A failure for peace': U.N.troops tell of Sarajevo horror

May 18, 1992|By Storer H. Rowley | Storer H. Rowley,Chicago Tribune

BELGRADE, Yugoslavia -- Shaken United Nations peacekeeping troops who escaped from besieged Sarajevo recounted sadly yesterday how the war they came to quell turned its vicious guns on their mission of mercy.

The blue-helmeted soldiers from Argentina, Belgium, Britain, Canada, Denmark, France, Holland, Kenya, Poland, Russia and Sweden had hoped to keep old Yugoslavia's warring ethnic nations from killing each other.

Instead, the bloody conflict that for nearly a year has defied most world appeals for peace exploded in their faces, trapping them in Sarajevo, the savaged capital of Bosnia-Herzegovina. For days, they have been jeered, shelled, sniped at and even held at gunpoint, mostly by Serb irregular militias.

"I regret leaving Sarajevo, because it's not a humiliation for the U.N., it's a failure for peace," said a discouraged French Gen. Philippe Morillion, deputy commander of the multinational U.N. Protection Force (UNPROFOR) that had tried to set up its headquarters there.

The bulk of that command center, nearly 300 soldiers, withdrew Saturday and yesterday.

Western diplomats in Belgrade said the setback had troubling implications for the credibility and role of the U.N. in a post-Cold War world struggling to come to terms with the violent escalation ethnic nationalism.

"Will international peacekeeping itself be discredited?" asked one foreign analyst. "If this situation is too difficult, will the U.N. only be confined to minor wars and negotiating minor cease-fires?"

The immediate impact of the U.N. exodus was felt by the helpless civilians still trapped in Sarajevo, a city of 560,000 with minimal electricity, food and water supplies. Serb women standing in their gardens on the city's outskirts wept openly as one U.N. convoy pulled out.
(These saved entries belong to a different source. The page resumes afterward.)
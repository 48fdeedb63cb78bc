//! SQL DDL for all tabrecall tables.
//!
//! Defines `memories` with its `memories_vec` (vec0) index, `content_chunks`
//! with `chunks_vec`, the `memory_log` audit trail and `schema_meta`. All DDL
//! uses `IF NOT EXISTS` for idempotent initialization.

use rusqlite::Connection;

use super::migrations::DEFAULT_EMBEDDING_MODEL;

const SCHEMA_SQL: &str = r#"
-- Memory layer: one short note per visited page or saved fact
CREATE TABLE IF NOT EXISTS memories (
    id TEXT PRIMARY KEY,
    user_id TEXT NOT NULL,
    kind TEXT NOT NULL CHECK(kind IN ('browser_tab','conversation','personal_info')),
    content TEXT NOT NULL,
    created_at TEXT NOT NULL,
    updated_at TEXT NOT NULL,
    metadata TEXT
);

CREATE INDEX IF NOT EXISTS idx_memories_user ON memories(user_id);
CREATE INDEX IF NOT EXISTS idx_memories_created ON memories(created_at);

-- Content layer: page text split into embedded chunks
CREATE TABLE IF NOT EXISTS content_chunks (
    id TEXT PRIMARY KEY,
    memory_id TEXT NOT NULL REFERENCES memories(id) ON DELETE CASCADE,
    url TEXT NOT NULL,
    title TEXT NOT NULL,
    chunk_number INTEGER NOT NULL,
    chunk_index INTEGER NOT NULL,
    total_chunks INTEGER NOT NULL,
    content TEXT NOT NULL,
    original_content TEXT NOT NULL,
    source_id TEXT NOT NULL,
    content_type TEXT NOT NULL,
    quality_score REAL NOT NULL,
    word_count INTEGER NOT NULL,
    created_at REAL NOT NULL
);

CREATE INDEX IF NOT EXISTS idx_chunks_memory ON content_chunks(memory_id);
CREATE INDEX IF NOT EXISTS idx_chunks_source ON content_chunks(source_id);

-- Audit log
CREATE TABLE IF NOT EXISTS memory_log (
    id INTEGER PRIMARY KEY AUTOINCREMENT,
    operation TEXT NOT NULL CHECK(operation IN ('create','update','delete','clear')),
    memory_id TEXT NOT NULL,
    details TEXT,
    created_at TEXT NOT NULL
);

-- Schema metadata
CREATE TABLE IF NOT EXISTS schema_meta (
    key TEXT PRIMARY KEY,
    value TEXT NOT NULL
);
"#;

/// vec0 virtual tables must be created separately (sqlite-vec syntax).
const VEC_TABLES_SQL: &str = r#"
CREATE VIRTUAL TABLE IF NOT EXISTS memories_vec USING vec0(
    id TEXT PRIMARY KEY,
    embedding FLOAT[384]
);

CREATE VIRTUAL TABLE IF NOT EXISTS chunks_vec USING vec0(
    id TEXT PRIMARY KEY,
    embedding FLOAT[384]
);
"#;

/// Initialize all schema tables. Idempotent (uses IF NOT EXISTS).
pub fn init_schema(conn: &Connection) -> rusqlite::Result<()> {
    conn.execute_batch(SCHEMA_SQL)?;
    conn.execute_batch(VEC_TABLES_SQL)?;

    conn.execute(
        "INSERT OR IGNORE INTO schema_meta (key, value) VALUES ('schema_version', '1')",
        [],
    )?;
    conn.execute(
        "INSERT OR IGNORE INTO schema_meta (key, value) VALUES ('embedding_model', ?1)",
        [DEFAULT_EMBEDDING_MODEL],
    )?;

    Ok(())
}

#[cfg(test)]
mod tests {
    use super::*;

    #[test]
    fn schema_creates_all_tables() {
        crate::db::load_sqlite_vec();
        let conn = Connection::open_in_memory().unwrap();
        init_schema(&conn).unwrap();

        let tables: Vec<String> = conn
            .prepare("SELECT name FROM sqlite_master WHERE type='table' ORDER BY name")
            .unwrap()
            .query_map([], |row| row.get(0))
            .unwrap()
            .collect::<Result<Vec<_>, _>>()
            .unwrap();

        for expected in [
            "memories",
            "content_chunks",
            "memory_log",
            "schema_meta",
            "memories_vec",
            "chunks_vec",
        ] {
            assert!(tables.contains(&expected.to_string()), "missing {expected}");
        }

        let version: String = conn
            .query_row("SELECT vec_version()", [], |r| r.get(0))
            .unwrap();
        assert!(!version.is_empty());
    }

    #[test]
    fn new_database_records_embedding_model() {
        crate::db::load_sqlite_vec();
        let conn = Connection::open_in_memory().unwrap();
        init_schema(&conn).unwrap();
        assert_eq!(
            crate::db::migrations::get_embedding_model(&conn).unwrap().as_deref(),
            Some(DEFAULT_EMBEDDING_MODEL)
        );

        crate::db::migrations::set_embedding_model(&conn, "custom-model").unwrap();
        init_schema(&conn).unwrap();
        assert_eq!(
            crate::db::migrations::get_embedding_model(&conn).unwrap().as_deref(),
            Some("custom-model")
        );
    }

    #[test]
    fn schema_is_idempotent() {
        crate::db::load_sqlite_vec();
        let conn = Connection::open_in_memory().unwrap();
        init_schema(&conn).unwrap();
        init_schema(&conn).unwrap();
    }

    #[test]
    fn kind_check_constraint_rejects_unknown_values() {
        crate::db::load_sqlite_vec();
        let conn = Connection::open_in_memory().unwrap();
        init_schema(&conn).unwrap();
        let result = conn.execute(
            "INSERT INTO memories (id, user_id, kind, content, created_at, updated_at) \
             VALUES ('x', 'u', 'bookmark', 'c', 't', 't')",
            [],
        );
        assert!(result.is_err());
    }
}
Some 1,300 people have died and 700,000 have been left homeless since war broke out in ethnically mixed Bosnia after the former Yugoslav republic declared independence two months ago over the objections of its large Serbian minority.

"It was terrible to see the way things have gone. We had the impression that the Bosnian population was committing suicide," General Morillion said.

"When we arrived, Sarajevo was a hustling, bustling city," said British Maj. Tom Jefferson, 38, assistant force medical officer who went in with the first contingent on March 22. "It's now a place like what I imagine Beirut to be, though I've never been there."

Much of the force was confined to a bomb shelter below the Hotel Stoicevac and the basement of an apartment house on the outskirts of Sarajevo for 48 hours starting last Thursday, he said. Up above, fighting and shelling went on for two days between Muslims and Serbs.

When they tried to move to another locations, Major Jefferson said, Serb militias held U.N. forces at gunpoint in tense standoffs, ordered them to help collect the bodies of dead Serbs and even poked guns in their ribs.

Amazingly, only one U.N. soldier was wounded, and he only slightly. Nevertheless, continuing the peace mission under such conditions will be "impossible" for now, General Morillion told reporters after the first U.N. convoy with nearly 50 vehicles and 200 military and civilian personnel arrived in Belgrade early yesterday morning.

The trip, usually four hours, took 15 hours because of all the checkpoints. A full moon illuminated the white U.N. vehicles, some of which had bullet holes or missing windows from the fighting.

Later yesterday another U.N. contingent of about 80 people in 40 vehicles left Sarajevo during a lull in the fighting. Heavier vehicles headed for Zagreb, the Croatian capital. The rest, including UNPROFOR commander Lt. Gen. Satish Nambiar and his staff, came to Belgrade.

There was never any mandate for the U.N. troops' presence in Bosnia. Nonetheless, about 120 monitors and liaison officers stayed behind in Sarajevo yesterday.

They will continue to help collect wounded, enable refugees to leave and attempt to negotiate often short-lived truces between rival Serb fighters and allied Muslims and Bosnian Croats.

Sarajevo had been chosen as the headquarters of the 14,000-member multinational peace-keeping force deployed in neighboring Croatia to separate Serbs and Croats after their bloody civil war late last year claimed some 10,000 lives.

Croatia's tragedy then made Sarajevo seem a tranquil, more neutral haven. Its rich mix of ethnic Serbs, Croats, Slavic Muslims, Jews and other minorities had made it exemplary of the old Yugoslavia, but it was also an explosive ethnic tinderbox.